* What is required
Your answer must hold only the lines below from the line containing "failed or panicked." through the line containing "Some(Ok(())) => self.delivered", each reproduced exactly.

* Extracted entries
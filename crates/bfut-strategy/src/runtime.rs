//! Strategy runtime.
//!
//! Owns every loaded instance and its lifecycle:
//!
//! ```text
//! UNLOADED --load--> LOADED --start--> ACTIVE --stop--> LOADED --remove--> UNLOADED
//! ```
//!
//! Only ACTIVE instances receive events. Each instance sits behind its own
//! async mutex; user-data events fan out to all active instances
//! concurrently while market events for a replay are delivered in id
//! order so runs are reproducible. A handler that errors or panics is
//! reported and counted without stopping delivery to the others.

use crate::context::StrategyContext;
use crate::error::{StrategyError, StrategyResult};
use crate::feed::{MarketFeed, NullFeed, RoutedFeed};
use crate::ma_cross::MaCrossStrategy;
use crate::params::{StrategyParams, StrategySpec};
use crate::risk::RiskPolicy;
use crate::strategy::Strategy;
use bfut_core::{BoxFuture, ExecutionBackend, MarketEvent, UserDataEvent};
use bfut_feed::DataHub;
use bfut_telemetry::Metrics;
use futures_util::future::join_all;
use futures_util::FutureExt;
use parking_lot::{Mutex, RwLock};
use std::any::Any;
use std::collections::BTreeMap;
use std::fmt;
use std::panic::AssertUnwindSafe;
use std::sync::{Arc, Weak};
use tokio::sync::mpsc;
use tokio::task::JoinHandle;
use tracing::{debug, error, info, warn};

/// Build a strategy by factory name.
pub fn build_strategy(kind: &str, params: &StrategyParams) -> StrategyResult<Box<dyn Strategy>> {
    match kind {
        MaCrossStrategy::KIND => Ok(Box::new(MaCrossStrategy::from_params(params)?)),
        other => Err(StrategyError::UnknownKind(other.to_string())),
    }
}

#[derive(Debug, Clone, Copy, PartialEq, Eq)]
pub enum StrategyState {
    Unloaded,
    Loaded,
    Active,
}

impl fmt::Display for StrategyState {
    fn fmt(&self, f: &mut fmt::Formatter<'_>) -> fmt::Result {
        f.write_str(match self {
            Self::Unloaded => "UNLOADED",
            Self::Loaded => "LOADED",
            Self::Active => "ACTIVE",
        })
    }
}

/// Where strategies get market data from.
#[derive(Clone)]
pub enum FeedMode {
    /// Live streams through the data hub, one routed feed per strategy.
    Live(DataHub),
    /// Events are pushed with [`StrategyRuntime::dispatch_market_event`].
    Replay,
}

/// Outcome of one dispatch.
#[derive(Debug, Clone, Default, PartialEq, Eq)]
pub struct DispatchReport {
    /// Strategies whose handler completed successfully.
    pub delivered: usize,
    /// `(strategy id, error)` for every handler that failed or panicked.
    pub failures: Vec<(String, String)>,
}

impl DispatchReport {
    pub fn is_clean(&self) -> bool {
        self.failures.is_empty()
    }

    fn record(&mut self, id: &str, outcome: Option<Result<(), String>>) {
        match outcome {
            Some(Ok(())) => self.delivered += 1,
            Some(Err(e)) => self.failures.push((id.to_string(), e)),
            None => {}
        }
    }
}

struct StrategySlot {
    id: String,
    kind: &'static str,
    ctx: Arc<StrategyContext>,
    strategy: tokio::sync::Mutex<Box<dyn Strategy>>,
    pump: Mutex<Option<JoinHandle<()>>>,
}

impl StrategySlot {
    /// `None` when the instance is not active.
    async fn deliver_market(&self, event: &MarketEvent) -> Option<Result<(), String>> {
        let mut strategy = self.strategy.lock().await;
        if !self.ctx.is_active() {
            return None;
        }
        let ctx = &*self.ctx;
        let handler = match event {
            MarketEvent::Kline(e) => strategy.on_kline(ctx, e),
            MarketEvent::Depth(e) => strategy.on_depth(ctx, e),
            MarketEvent::Trade(e) => strategy.on_trade(ctx, e),
            MarketEvent::MarkPrice(e) => strategy.on_mark_price(ctx, e),
        };
        let outcome = guarded(handler).await;
        if let Err(e) = &outcome {
            report_failure(&self.id, event.kind(), e);
        }
        Some(outcome)
    }

    async fn deliver_user(&self, event: &UserDataEvent) -> Option<Result<(), String>> {
        let update = event.as_order_update()?;
        let mut strategy = self.strategy.lock().await;
        if !self.ctx.is_active() {
            return None;
        }
        let outcome = guarded(strategy.on_order_update(&self.ctx, update)).await;
        if let Err(e) = &outcome {
            report_failure(&self.id, event.event_type(), e);
        }
        Some(outcome)
    }
}

fn report_failure(id: &str, event: &str, error: &str) {
    warn!(strategy = %id, event, %error, "Strategy handler failed");
    Metrics::dispatch_failure(id);
}

/// Run a handler, turning errors and panics into a message.
async fn guarded(handler: BoxFuture<'_, StrategyResult<()>>) -> Result<(), String> {
    match AssertUnwindSafe(handler).catch_unwind().await {
        Ok(Ok(())) => Ok(()),
        Ok(Err(e)) => Err(e.to_string()),
        Err(payload) => Err(format!("panicked: {}", panic_message(payload.as_ref()))),
    }
}

fn panic_message(payload: &(dyn Any + Send)) -> &str {
    if let Some(s) = payload.downcast_ref::<&'static str>() {
        s
    } else if let Some(s) = payload.downcast_ref::<String>() {
        s.as_str()
    } else {
        "unknown panic payload"
    }
}

/// Drains one strategy's inbox into its handlers until the slot is gone.
async fn pump(slot: Weak<StrategySlot>, mut inbox: mpsc::UnboundedReceiver<MarketEvent>) {
    while let Some(event) = inbox.recv().await {
        let Some(slot) = slot.upgrade() else {
            break;
        };
        slot.deliver_market(&event).await;
    }
}

pub struct StrategyRuntime {
    backend: Arc<dyn ExecutionBackend>,
    risk: Arc<RiskPolicy>,
    mode: FeedMode,
    slots: RwLock<BTreeMap<String, Arc<StrategySlot>>>,
}

impl StrategyRuntime {
    pub fn new(backend: Arc<dyn ExecutionBackend>, risk: Arc<RiskPolicy>, mode: FeedMode) -> Self {
        Self {
            backend,
            risk,
            mode,
            slots: RwLock::new(BTreeMap::new()),
        }
    }

    pub fn is_live(&self) -> bool {
        matches!(self.mode, FeedMode::Live(_))
    }

    pub fn risk(&self) -> &Arc<RiskPolicy> {
        &self.risk
    }

    /// Build a strategy of `kind` and register it as `id`.
    pub fn load_strategy(
        &self,
        kind: &str,
        id: &str,
        params: StrategyParams,
    ) -> StrategyResult<()> {
        if self.slots.read().contains_key(id) {
            return Err(StrategyError::DuplicateId(id.to_string()));
        }
        let strategy = build_strategy(kind, &params)?;
        self.load_instance(id, strategy, params)
    }

    /// Load a configured instance. Disabled specs are skipped and return
    /// `false`.
    pub fn load_spec(&self, spec: &StrategySpec) -> StrategyResult<bool> {
        if !spec.enabled {
            info!(strategy = %spec.id, "Strategy disabled in config, not loading");
            return Ok(false);
        }
        self.load_strategy(&spec.kind, &spec.id, spec.params.clone())?;
        Ok(true)
    }

    /// Register an already constructed instance.
    pub fn load_instance(
        &self,
        id: &str,
        mut strategy: Box<dyn Strategy>,
        params: StrategyParams,
    ) -> StrategyResult<()> {
        let kind = strategy.kind();
        let (slot, inbox) = {
            let mut slots = self.slots.write();
            if slots.contains_key(id) {
                return Err(StrategyError::DuplicateId(id.to_string()));
            }
            strategy.set_backtest_mode(!self.is_live());
            let (feed, inbox): (Arc<dyn MarketFeed>, _) = match &self.mode {
                FeedMode::Live(hub) => {
                    let (tx, rx) = mpsc::unbounded_channel();
                    (Arc::new(RoutedFeed::new(id, hub.clone(), tx)), Some(rx))
                }
                FeedMode::Replay => (Arc::new(NullFeed::new()), None),
            };
            let ctx = StrategyContext::new(
                id,
                params,
                self.backend.clone(),
                feed,
                self.risk.clone(),
            );
            let slot = Arc::new(StrategySlot {
                id: id.to_string(),
                kind,
                ctx: Arc::new(ctx),
                strategy: tokio::sync::Mutex::new(strategy),
                pump: Mutex::new(None),
            });
            slots.insert(id.to_string(), slot.clone());
            (slot, inbox)
        };

        if let Some(inbox) = inbox {
            let handle = tokio::spawn(pump(Arc::downgrade(&slot), inbox));
            *slot.pump.lock() = Some(handle);
        }
        info!(strategy = %id, kind, "Strategy loaded");
        Ok(())
    }

    fn slot(&self, id: &str) -> StrategyResult<Arc<StrategySlot>> {
        self.slots
            .read()
            .get(id)
            .cloned()
            .ok_or_else(|| StrategyError::NotFound(id.to_string()))
    }

    fn snapshot(&self) -> Vec<Arc<StrategySlot>> {
        self.slots.read().values().cloned().collect()
    }

    /// Start `id`. Returns `false` if it was already active.
    pub async fn start_strategy(&self, id: &str) -> StrategyResult<bool> {
        let slot = self.slot(id)?;
        let mut strategy = slot.strategy.lock().await;
        if slot.ctx.is_active() {
            warn!(strategy = %id, "Strategy already active");
            return Ok(false);
        }
        if let Err(e) = guarded(strategy.start(&slot.ctx)).await {
            let released = slot.ctx.feed().release_all().await;
            error!(strategy = %id, error = %e, released, "Strategy failed to start");
            return Err(StrategyError::Handler(e));
        }
        slot.ctx.set_active(true);
        info!(strategy = %id, kind = slot.kind, "Strategy started");
        Ok(true)
    }

    /// Stop `id`. Returns `false` if it was not active.
    ///
    /// The instance ends up LOADED even when its `stop` handler fails; the
    /// failure is returned after subscriptions are released.
    pub async fn stop_strategy(&self, id: &str) -> StrategyResult<bool> {
        let slot = self.slot(id)?;
        let mut strategy = slot.strategy.lock().await;
        if !slot.ctx.is_active() {
            warn!(strategy = %id, "Strategy not active");
            return Ok(false);
        }
        let outcome = guarded(strategy.stop(&slot.ctx)).await;
        slot.ctx.set_active(false);
        let leftover = slot.ctx.feed().release_all().await;
        if leftover > 0 {
            debug!(strategy = %id, leftover, "Released subscriptions left by strategy");
        }
        match outcome {
            Ok(()) => {
                info!(strategy = %id, "Strategy stopped");
                Ok(true)
            }
            Err(e) => {
                error!(strategy = %id, error = %e, "Strategy stop handler failed");
                Err(StrategyError::Handler(e))
            }
        }
    }

    /// Start every loaded instance; returns the ones that failed.
    pub async fn start_all(&self) -> Vec<(String, StrategyError)> {
        let mut failures = Vec::new();
        for slot in self.snapshot() {
            if let Err(e) = self.start_strategy(&slot.id).await {
                failures.push((slot.id.clone(), e));
            }
        }
        failures
    }

    pub async fn stop_all(&self) -> Vec<(String, StrategyError)> {
        let mut failures = Vec::new();
        for slot in self.snapshot() {
            if let Err(e) = self.stop_strategy(&slot.id).await {
                failures.push((slot.id.clone(), e));
            }
        }
        failures
    }

    /// Unload `id`, stopping it first if needed.
    pub async fn remove_strategy(&self, id: &str) -> StrategyResult<()> {
        let slot = self.slot(id)?;
        if slot.ctx.is_active() {
            if let Err(e) = self.stop_strategy(id).await {
                warn!(strategy = %id, error = %e, "Removing strategy after failed stop");
            }
        }
        self.slots.write().remove(id);
        if let Some(handle) = slot.pump.lock().take() {
            handle.abort();
        }
        info!(strategy = %id, "Strategy removed");
        Ok(())
    }

    pub fn state(&self, id: &str) -> StrategyState {
        match self.slots.read().get(id) {
            None => StrategyState::Unloaded,
            Some(slot) if slot.ctx.is_active() => StrategyState::Active,
            Some(_) => StrategyState::Loaded,
        }
    }

    pub fn ids(&self) -> Vec<String> {
        self.slots.read().keys().cloned().collect()
    }

    pub fn len(&self) -> usize {
        self.slots.read().len()
    }

    pub fn is_empty(&self) -> bool {
        self.slots.read().is_empty()
    }

    pub fn active_count(&self) -> usize {
        self.slots
            .read()
            .values()
            .filter(|slot| slot.ctx.is_active())
            .count()
    }

    /// Subscriptions currently held by `id`'s feed.
    pub fn subscription_count(&self, id: &str) -> usize {
        self.slots
            .read()
            .get(id)
            .map_or(0, |slot| slot.ctx.feed().subscription_count())
    }

    /// Deliver a market event to every active instance, one at a time in
    /// id order.
    pub async fn dispatch_market_event(&self, event: &MarketEvent) -> DispatchReport {
        let mut report = DispatchReport::default();
        for slot in self.snapshot() {
            let outcome = slot.deliver_market(event).await;
            report.record(&slot.id, outcome);
        }
        report
    }

    /// Fan a user-data event out to every active instance concurrently.
    /// Only order updates have a handler; other events are not delivered.
    pub async fn dispatch_user_data_event(&self, event: &UserDataEvent) -> DispatchReport {
        let mut report = DispatchReport::default();
        if event.as_order_update().is_none() {
            debug!(event = event.event_type(), "No strategy handler for user event");
            return report;
        }
        let slots = self.snapshot();
        let outcomes = join_all(slots.iter().map(|slot| slot.deliver_user(event))).await;
        for (slot, outcome) in slots.iter().zip(outcomes) {
            report.record(&slot.id, outcome);
        }
        report
    }
}

impl Drop for StrategyRuntime {
    fn drop(&mut self) {
        for slot in self.slots.get_mut().values() {
            if let Some(handle) = slot.pump.lock().take() {
                handle.abort();
            }
        }
    }
}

* Result
    /// `(strategy id, error)` for every handler that failed or panicked.
    pub failures: Vec<(String, String)>,
}

impl DispatchReport {
    pub fn is_clean(&self) -> bool {
        self.failures.is_empty()
    }

    fn record(&mut self, id: &str, outcome: Option<Result<(), String>>) {
        match outcome {
            Some(Ok(())) => self.delivered += 1,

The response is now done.